A PC with an uncertain background fits this situation perfectly. If a player is interested, their entire persona may be a misleading disguise covering someone who has orders to follow. Or their best friend may prove to have manipulated them all this time at the urging of their ‘true’ persona, buried beneath.
At some point, Rasputin has to die. Desperate medical research can take anyone only so far. If, in your game, he has a dark patron, he will eventually be beyond even that patron’s capacity to keep alive.
The most interesting moment to introduce this society to your game sees the Moika in crisis. Novykh does not have long to live, and the prospect of a power struggle is clear. Some members of the inner council have been putting their mentor's mesmeric tricks to use, arranging power blocs in the future.

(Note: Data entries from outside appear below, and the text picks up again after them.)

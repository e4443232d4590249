//! Wire schema shared with the on-chain counter program.
//!
//! Instruction payloads are exactly [`PAYLOAD_SIZE`] bytes: one opcode tag
//! followed by a little-endian value field that only `Initialize` reads.
//! Counter accounts are exactly [`ACCOUNT_SIZE`] bytes: a little-endian
//! unsigned value in the first [`VALUE_WIDTH`] bytes, the rest reserved.

use solana_sdk::{
    instruction::{AccountMeta, Instruction},
    pubkey::Pubkey,
};

/// On-chain allocation of a counter account, in bytes.
pub const ACCOUNT_SIZE: usize = 8;

/// How many of those bytes actually carry the counter value.
pub const VALUE_WIDTH: usize = 6;

/// Instruction payload length: 1 opcode byte + 8 value bytes.
pub const PAYLOAD_SIZE: usize = 9;

/// Operations of the counter program.
///
/// The program's opcode table is authoritative; tags are stable and any
/// future operation takes the next unused integer.
#[derive(Debug, Clone, Copy, PartialEq, Eq)]
pub enum Opcode {
    Initialize = 0,
    Increment = 1,
}

impl Opcode {
    pub fn tag(self) -> u8 {
        self as u8
    }
}

/// Initialize a freshly created counter account to zero.
///
/// Accounts expected:
///
/// 0. `[writable]` The counter account, already created and owned by the
///                 program.
/// 1. `[signer]`   The fee payer.
pub fn initialize(program_id: &Pubkey, counter: &Pubkey, payer: &Pubkey) -> Instruction {
    Instruction::new_with_bytes(
        *program_id,
        // NOTE: seed value is always 0 for now; non-zero seeding is
        //       reserved in the payload layout
        &payload(Opcode::Initialize, 0),
        vec![
            AccountMeta::new(*counter, false),
            AccountMeta::new_readonly(*payer, true),
        ],
    )
}

/// Increment the counter by one.
///
/// Accounts expected:
///
/// 0. `[writable]` The counter account.
pub fn increment(program_id: &Pubkey, counter: &Pubkey) -> Instruction {
    Instruction::new_with_bytes(
        *program_id,
        &payload(Opcode::Increment, 0),
        vec![AccountMeta::new(*counter, false)],
    )
}

fn payload(opcode: Opcode, value: u64) -> [u8; PAYLOAD_SIZE] {
    debug_assert!(value < 1 << (VALUE_WIDTH * 8));

    let mut data = [0u8; PAYLOAD_SIZE];
    data[0] = opcode.tag();
    data[1..].copy_from_slice(&value.to_le_bytes());
    data
}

Novykh’s control has always been through persuading those around him that their interests align with his. Sometimes that involves changing their interests; at other times it involves changing their understanding. As his inner circle realise that he will soon be dead, the more perceptive among them also see that they have nothing in common.
So what happens to that network of agents? And if someone in the inner circle finds that their compulsive desire to keep Novykh alive is now less important than the self-interest telling them: hey, if he dies before anything changes, your group will win the power struggle… well, they might want to tip the balance.
Do they bring in PCs to kill Novykh, or to keep him alive? And what might this group believe the PCs can provide that their agents (or other agents) can’t?